◆ **What is expected**: Across the records that follow, determine how many lines contain "String" and give only the resulting number.
*** Data for analysis Section Begins ***
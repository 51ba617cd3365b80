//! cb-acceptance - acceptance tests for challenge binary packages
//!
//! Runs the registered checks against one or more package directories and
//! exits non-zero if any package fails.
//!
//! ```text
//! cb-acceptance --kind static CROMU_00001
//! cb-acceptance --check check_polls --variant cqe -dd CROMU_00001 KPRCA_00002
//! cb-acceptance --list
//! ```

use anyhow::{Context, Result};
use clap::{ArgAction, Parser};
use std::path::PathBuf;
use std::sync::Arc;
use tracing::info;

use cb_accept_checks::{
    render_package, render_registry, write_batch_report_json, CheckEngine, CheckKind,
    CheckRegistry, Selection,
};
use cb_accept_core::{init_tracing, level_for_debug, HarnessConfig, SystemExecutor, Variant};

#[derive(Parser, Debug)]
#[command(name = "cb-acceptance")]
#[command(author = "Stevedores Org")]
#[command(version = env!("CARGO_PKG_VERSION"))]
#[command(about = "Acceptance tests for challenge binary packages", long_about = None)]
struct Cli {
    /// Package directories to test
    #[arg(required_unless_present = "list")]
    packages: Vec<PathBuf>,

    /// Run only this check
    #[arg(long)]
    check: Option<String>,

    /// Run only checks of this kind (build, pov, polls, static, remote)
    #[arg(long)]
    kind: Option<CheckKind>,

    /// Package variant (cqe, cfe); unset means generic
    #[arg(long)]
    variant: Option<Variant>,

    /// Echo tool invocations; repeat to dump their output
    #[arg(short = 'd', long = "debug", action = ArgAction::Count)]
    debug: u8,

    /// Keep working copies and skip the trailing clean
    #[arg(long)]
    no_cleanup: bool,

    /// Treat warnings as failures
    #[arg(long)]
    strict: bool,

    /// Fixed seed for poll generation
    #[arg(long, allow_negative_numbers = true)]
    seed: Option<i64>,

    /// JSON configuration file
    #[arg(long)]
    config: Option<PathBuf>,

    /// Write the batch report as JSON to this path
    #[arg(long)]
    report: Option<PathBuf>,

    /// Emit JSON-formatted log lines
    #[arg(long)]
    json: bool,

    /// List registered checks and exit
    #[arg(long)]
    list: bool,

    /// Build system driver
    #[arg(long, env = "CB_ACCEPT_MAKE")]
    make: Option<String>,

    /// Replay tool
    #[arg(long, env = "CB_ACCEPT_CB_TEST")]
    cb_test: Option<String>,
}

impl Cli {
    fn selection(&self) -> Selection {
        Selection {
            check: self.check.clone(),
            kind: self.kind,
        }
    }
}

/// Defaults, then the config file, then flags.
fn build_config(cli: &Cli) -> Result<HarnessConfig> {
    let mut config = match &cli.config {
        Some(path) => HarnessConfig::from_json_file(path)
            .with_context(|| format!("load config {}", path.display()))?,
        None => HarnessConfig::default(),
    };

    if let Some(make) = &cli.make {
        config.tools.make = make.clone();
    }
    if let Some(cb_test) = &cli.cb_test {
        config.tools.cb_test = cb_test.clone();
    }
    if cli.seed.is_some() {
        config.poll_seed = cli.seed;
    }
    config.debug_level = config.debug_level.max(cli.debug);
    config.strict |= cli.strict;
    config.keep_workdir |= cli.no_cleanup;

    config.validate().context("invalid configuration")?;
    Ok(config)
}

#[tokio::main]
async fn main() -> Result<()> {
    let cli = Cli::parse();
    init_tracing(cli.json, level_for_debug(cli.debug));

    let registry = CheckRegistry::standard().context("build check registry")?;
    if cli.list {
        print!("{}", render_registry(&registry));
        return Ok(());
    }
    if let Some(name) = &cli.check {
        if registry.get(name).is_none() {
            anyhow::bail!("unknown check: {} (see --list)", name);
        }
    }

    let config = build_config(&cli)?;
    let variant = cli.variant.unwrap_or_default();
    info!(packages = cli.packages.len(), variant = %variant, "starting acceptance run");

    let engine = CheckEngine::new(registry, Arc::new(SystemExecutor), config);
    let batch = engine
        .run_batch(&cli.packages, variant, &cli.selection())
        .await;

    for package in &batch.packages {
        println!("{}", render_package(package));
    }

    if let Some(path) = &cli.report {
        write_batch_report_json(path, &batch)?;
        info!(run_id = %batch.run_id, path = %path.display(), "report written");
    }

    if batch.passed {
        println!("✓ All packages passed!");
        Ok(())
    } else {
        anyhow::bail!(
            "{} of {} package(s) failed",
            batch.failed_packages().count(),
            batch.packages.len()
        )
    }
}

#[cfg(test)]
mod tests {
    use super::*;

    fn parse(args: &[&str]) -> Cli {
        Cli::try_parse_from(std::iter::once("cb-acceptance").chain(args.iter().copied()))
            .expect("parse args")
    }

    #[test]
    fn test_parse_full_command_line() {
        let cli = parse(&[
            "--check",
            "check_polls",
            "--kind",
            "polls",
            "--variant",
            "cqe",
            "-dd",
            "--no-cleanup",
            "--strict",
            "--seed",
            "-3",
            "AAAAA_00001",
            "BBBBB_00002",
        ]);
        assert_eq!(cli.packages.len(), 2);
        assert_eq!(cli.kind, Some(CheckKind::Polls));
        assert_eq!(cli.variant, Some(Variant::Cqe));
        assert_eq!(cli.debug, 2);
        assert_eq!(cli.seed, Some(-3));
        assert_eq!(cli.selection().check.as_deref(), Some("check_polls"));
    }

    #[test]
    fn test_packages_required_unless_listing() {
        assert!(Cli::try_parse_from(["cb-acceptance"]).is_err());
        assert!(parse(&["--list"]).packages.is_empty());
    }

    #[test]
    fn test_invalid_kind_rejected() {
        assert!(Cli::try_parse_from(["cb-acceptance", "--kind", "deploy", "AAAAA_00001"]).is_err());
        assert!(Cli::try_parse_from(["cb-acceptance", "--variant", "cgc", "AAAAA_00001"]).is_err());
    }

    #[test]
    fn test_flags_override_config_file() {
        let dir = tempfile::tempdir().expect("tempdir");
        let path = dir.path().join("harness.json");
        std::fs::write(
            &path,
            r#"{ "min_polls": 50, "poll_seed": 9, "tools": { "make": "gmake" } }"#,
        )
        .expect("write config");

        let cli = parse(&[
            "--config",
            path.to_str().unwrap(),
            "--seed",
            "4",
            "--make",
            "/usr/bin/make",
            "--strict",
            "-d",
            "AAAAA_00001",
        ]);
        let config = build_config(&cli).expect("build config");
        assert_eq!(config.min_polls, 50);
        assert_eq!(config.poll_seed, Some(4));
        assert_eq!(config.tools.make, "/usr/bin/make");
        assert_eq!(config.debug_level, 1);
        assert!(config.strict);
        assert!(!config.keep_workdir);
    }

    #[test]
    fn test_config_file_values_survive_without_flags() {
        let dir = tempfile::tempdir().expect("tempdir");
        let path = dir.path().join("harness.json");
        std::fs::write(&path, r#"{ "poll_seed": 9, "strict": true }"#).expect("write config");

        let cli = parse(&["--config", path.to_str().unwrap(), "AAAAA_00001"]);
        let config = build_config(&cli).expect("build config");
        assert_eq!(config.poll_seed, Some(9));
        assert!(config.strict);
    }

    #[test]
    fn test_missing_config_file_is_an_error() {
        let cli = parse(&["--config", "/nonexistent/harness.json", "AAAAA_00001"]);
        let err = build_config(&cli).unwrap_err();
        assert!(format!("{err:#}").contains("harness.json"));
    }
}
*** Data for analysis Section Ends ***
◆ **Result of this exercise**: 3